● DIRECTIONS
One range is to be output from the listing below, exactly as written: the line with "choose an option." to the line with "order, ignoring case.", both kept.
═════ INFORMATION PROVIDED ═════
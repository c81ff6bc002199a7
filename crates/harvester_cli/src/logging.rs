//! Logger setup for the harvester binary.

use std::fs::File;
use std::path::Path;

use clap::ValueEnum;
use log::LevelFilter;
use serde::{Deserialize, Serialize};
use simplelog::{
    ColorChoice, CombinedLogger, Config, ConfigBuilder, SharedLogger, TermLogger, TerminalMode,
    WriteLogger,
};

/// Destination for log output.
#[derive(Debug, Clone, Copy, PartialEq, Eq, Default, Serialize, Deserialize, ValueEnum)]
#[serde(rename_all = "snake_case")]
pub enum LogDestination {
    /// Write to the configured log file.
    File,
    /// Write to the terminal (stderr for warnings, stdout otherwise).
    #[default]
    Terminal,
    Both,
}

pub fn initialize(destination: LogDestination, level: LevelFilter, log_path: &Path) {
    let config = build_config();

    let loggers: Vec<Box<dyn SharedLogger>> = match destination {
        LogDestination::File => match create_file_logger(level, config, log_path) {
            Some(file_logger) => vec![file_logger],
            None => return,
        },
        LogDestination::Terminal => vec![term_logger(level, config)],
        LogDestination::Both => {
            let mut loggers: Vec<Box<dyn SharedLogger>> =
                vec![term_logger(level, config.clone())];
            if let Some(file_logger) = create_file_logger(level, config, log_path) {
                loggers.push(file_logger);
            }
            loggers
        }
    };

    let _ = CombinedLogger::init(loggers);
}

fn build_config() -> Config {
    ConfigBuilder::new()
        .set_time_format_rfc3339()
        .set_target_level(LevelFilter::Error)
        // chromiumoxide is chatty about CDP messages it does not model.
        .add_filter_ignore_str("chromiumoxide")
        .build()
}

fn term_logger(level: LevelFilter, config: Config) -> Box<TermLogger> {
    TermLogger::new(level, config, TerminalMode::Mixed, ColorChoice::Auto)
}

fn create_file_logger(
    level: LevelFilter,
    config: Config,
    log_path: &Path,
) -> Option<Box<WriteLogger<File>>> {
    match File::create(log_path) {
        Ok(file) => Some(WriteLogger::new(level, config, file)),
        Err(err) => {
            eprintln!("Warning: Could not create log file at {:?}: {}", log_path, err);
            None
        }
    }
}
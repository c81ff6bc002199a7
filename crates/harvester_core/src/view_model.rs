#[derive(Debug, Clone, PartialEq, Default)]
pub struct ProgressView {
    pub round: u64,
    pub accepted: usize,
    pub target_count_hint: Option<u64>,
    /// Accepted count as a percentage of the hint, when one is known.
    pub percent: Option<f64>,
}
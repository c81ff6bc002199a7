use std::time::Duration;

use engine_logging::{engine_debug, engine_info};

use crate::{DriverError, PageDriver};

const BUTTON_SELECTOR: &str = "button, [role=button]";
/// Buttons that move through the wizard rather than choose an option.
const NAVIGATION_WORDS: &[&str] = &["next", "back", "cancel", "skip", "close", "sign"];
const CLICK_PAUSE: Duration = Duration::from_millis(500);
const STEP_PAUSE: Duration = Duration::from_millis(800);

/// One screen of the wizard that leads to the table.
#[derive(Debug, Clone, PartialEq, Eq, Default)]
pub struct WizardStep {
    pub label: String,
    /// Button texts to choose from, tried in order.
    pub options: Vec<String>,
    /// When no option matches, click the first visible non-navigation button.
    pub fallback_to_first: bool,
    /// Button texts that move to the next screen.
    pub advance: Vec<String>,
}

/// Click the first visible, enabled button whose text contains any of `texts`,
/// tried in order, ignoring case.
pub async fn click_button_by_text<D>(driver: &D, texts: &[String]) -> Result<bool, DriverError>
where
    D: PageDriver + ?Sized,
{
    if texts.is_empty() {
        return Ok(false);
    }
    let buttons = driver.query_selector_all(BUTTON_SELECTOR).await?;
    let mut labels = Vec::with_capacity(buttons.len());
    for button in &buttons {
        labels.push(label_of(driver, button).await?);
    }

    for text in texts {
        let needle = text.to_lowercase();
        for (button, label) in buttons.iter().zip(&labels) {
            if !label.contains(&needle) || !clickable(driver, button).await? {
                continue;
            }
            driver.click(button).await?;
            engine_debug!("Clicked button {label:?}");
            driver.wait_for(CLICK_PAUSE).await?;
            return Ok(true);
        }
    }
    Ok(false)
}

/// Choose an option on the current screen, then advance.
/// Returns whether anything was clicked.
pub async fn complete_step<D>(driver: &D, step: &WizardStep) -> Result<bool, DriverError>
where
    D: PageDriver + ?Sized,
{
    engine_info!("Wizard step: {}", step.label);
    let mut clicked = click_button_by_text(driver, &step.options).await?;

    if !clicked && step.fallback_to_first {
        for button in driver.query_selector_all(BUTTON_SELECTOR).await? {
            let label = label_of(driver, &button).await?;
            let is_navigation = NAVIGATION_WORDS.iter().any(|word| label.contains(word));
            if label.is_empty() || is_navigation || !clickable(driver, &button).await? {
                continue;
            }
            driver.click(&button).await?;
            engine_debug!("Picked default option {label:?}");
            driver.wait_for(Duration::from_millis(400)).await?;
            clicked = true;
            break;
        }
    }

    let advanced = click_button_by_text(driver, &step.advance).await?;
    driver.wait_for(STEP_PAUSE).await?;
    Ok(clicked || advanced)
}

/// Walk every step in order. A step that finds nothing to click is not fatal.
pub async fn run_wizard<D>(driver: &D, steps: &[WizardStep]) -> Result<usize, DriverError>
where
    D: PageDriver + ?Sized,
{
    let mut completed = 0;
    for step in steps {
        if complete_step(driver, step).await? {
            completed += 1;
        } else {
            engine_info!("Nothing to click for step {}", step.label);
        }
    }
    Ok(completed)
}

async fn label_of<D>(driver: &D, element: &D::Element) -> Result<String, DriverError>
where
    D: PageDriver + ?Sized,
{
    match driver.inner_text(element).await {
        Ok(text) => Ok(text.trim().to_lowercase()),
        Err(err) if err.is_transient() => Ok(String::new()),
        Err(err) => Err(err),
    }
}

async fn clickable<D>(driver: &D, element: &D::Element) -> Result<bool, DriverError>
where
    D: PageDriver + ?Sized,
{
    let state = async {
        Ok::<_, DriverError>(driver.is_visible(element).await? && driver.is_enabled(element).await?)
    };
    match state.await {
        Ok(ready) => Ok(ready),
        Err(err) if err.is_transient() => Ok(false),
        Err(err) => Err(err),
    }
}
#![deny(missing_docs)]
//! Shared logging utilities for the harvester workspace.
//!
//! This crate provides the `engine_*` logging macros used across the codebase,
//! a process-wide harvest round counter that prefixes verbose log lines, and a
//! minimal test initializer for the global logger.

use std::sync::atomic::{AtomicU64, Ordering};

/// Round of the harvest loop currently running in this process.
static CURRENT_ROUND: AtomicU64 = AtomicU64::new(0);

/// Sets the harvest round reported by the verbose logging macros.
/// The harvest loop calls this once per round; `0` means "outside a harvest".
pub fn set_round(round: u64) {
    CURRENT_ROUND.store(round, Ordering::Relaxed);
}

/// Retrieves the harvest round last set with [`set_round`].
/// Returns 0 if no harvest is running.
pub fn current_round() -> u64 {
    CURRENT_ROUND.load(Ordering::Relaxed)
}

/// Logs a trace-level message, prefixed with the current harvest round.
#[macro_export]
macro_rules! engine_trace {
    ($($arg:tt)*) => {{
        log::trace!("[round {}] {}", $crate::current_round(), format_args!($($arg)*));
    }};
}

/// Logs an info-level message using the global logging facade.
#[macro_export]
macro_rules! engine_info {
    ($($arg:tt)*) => {{
        log::info!($($arg)*);
    }};
}

/// Logs a debug-level message, prefixed with the current harvest round.
#[macro_export]
macro_rules! engine_debug {
    ($($arg:tt)*) => {{
        log::debug!("[round {}] {}", $crate::current_round(), format_args!($($arg)*));
    }};
}

/// Logs a warn-level message using the global logging facade.
#[macro_export]
macro_rules! engine_warn {
    ($($arg:tt)*) => {{
        log::warn!($($arg)*);
    }};
}

/// Logs an error-level message using the global logging facade.
#[macro_export]
macro_rules! engine_error {
    ($($arg:tt)*) => {{
        log::error!($($arg)*);
    }};
}

/// Initializes a simple terminal logger for use in tests.
///
/// This safely no-ops if another logger has already been initialized.
pub fn initialize_for_tests() {
    use simplelog::{ColorChoice, CombinedLogger, Config, TermLogger, TerminalMode};

    // Use debug level in debug builds, info in release builds.
    let level = if cfg!(debug_assertions) {
        log::LevelFilter::Debug
    } else {
        log::LevelFilter::Info
    };

    // Ignore the error if a logger was already set by another test.
    let _ = CombinedLogger::init(vec![TermLogger::new(
        level,
        Config::default(),
        TerminalMode::Mixed,
        ColorChoice::Auto,
    )]);
}

#[cfg(test)]
mod tests {
    use super::{current_round, set_round};

    #[test]
    fn round_counter_round_trips() {
        set_round(42);
        assert_eq!(current_round(), 42);
        set_round(0);
        assert_eq!(current_round(), 0);
    }
}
═════
● FINAL ANSWER
/// Buttons that move through the wizard rather than choose an option.
const NAVIGATION_WORDS: &[&str] = &["next", "back", "cancel", "skip", "close", "sign"];
const CLICK_PAUSE: Duration = Duration::from_millis(500);
const STEP_PAUSE: Duration = Duration::from_millis(800);

/// One screen of the wizard that leads to the table.
#[derive(Debug, Clone, PartialEq, Eq, Default)]
pub struct WizardStep {
    pub label: String,
    /// Button texts to choose from, tried in order.
    pub options: Vec<String>,
    /// When no option matches, click the first visible non-navigation button.
    pub fallback_to_first: bool,
    /// Button texts that move to the next screen.
    pub advance: Vec<String>,
}

/// Click the first visible, enabled button whose text contains any of `texts`,
/// tried in order, ignoring case.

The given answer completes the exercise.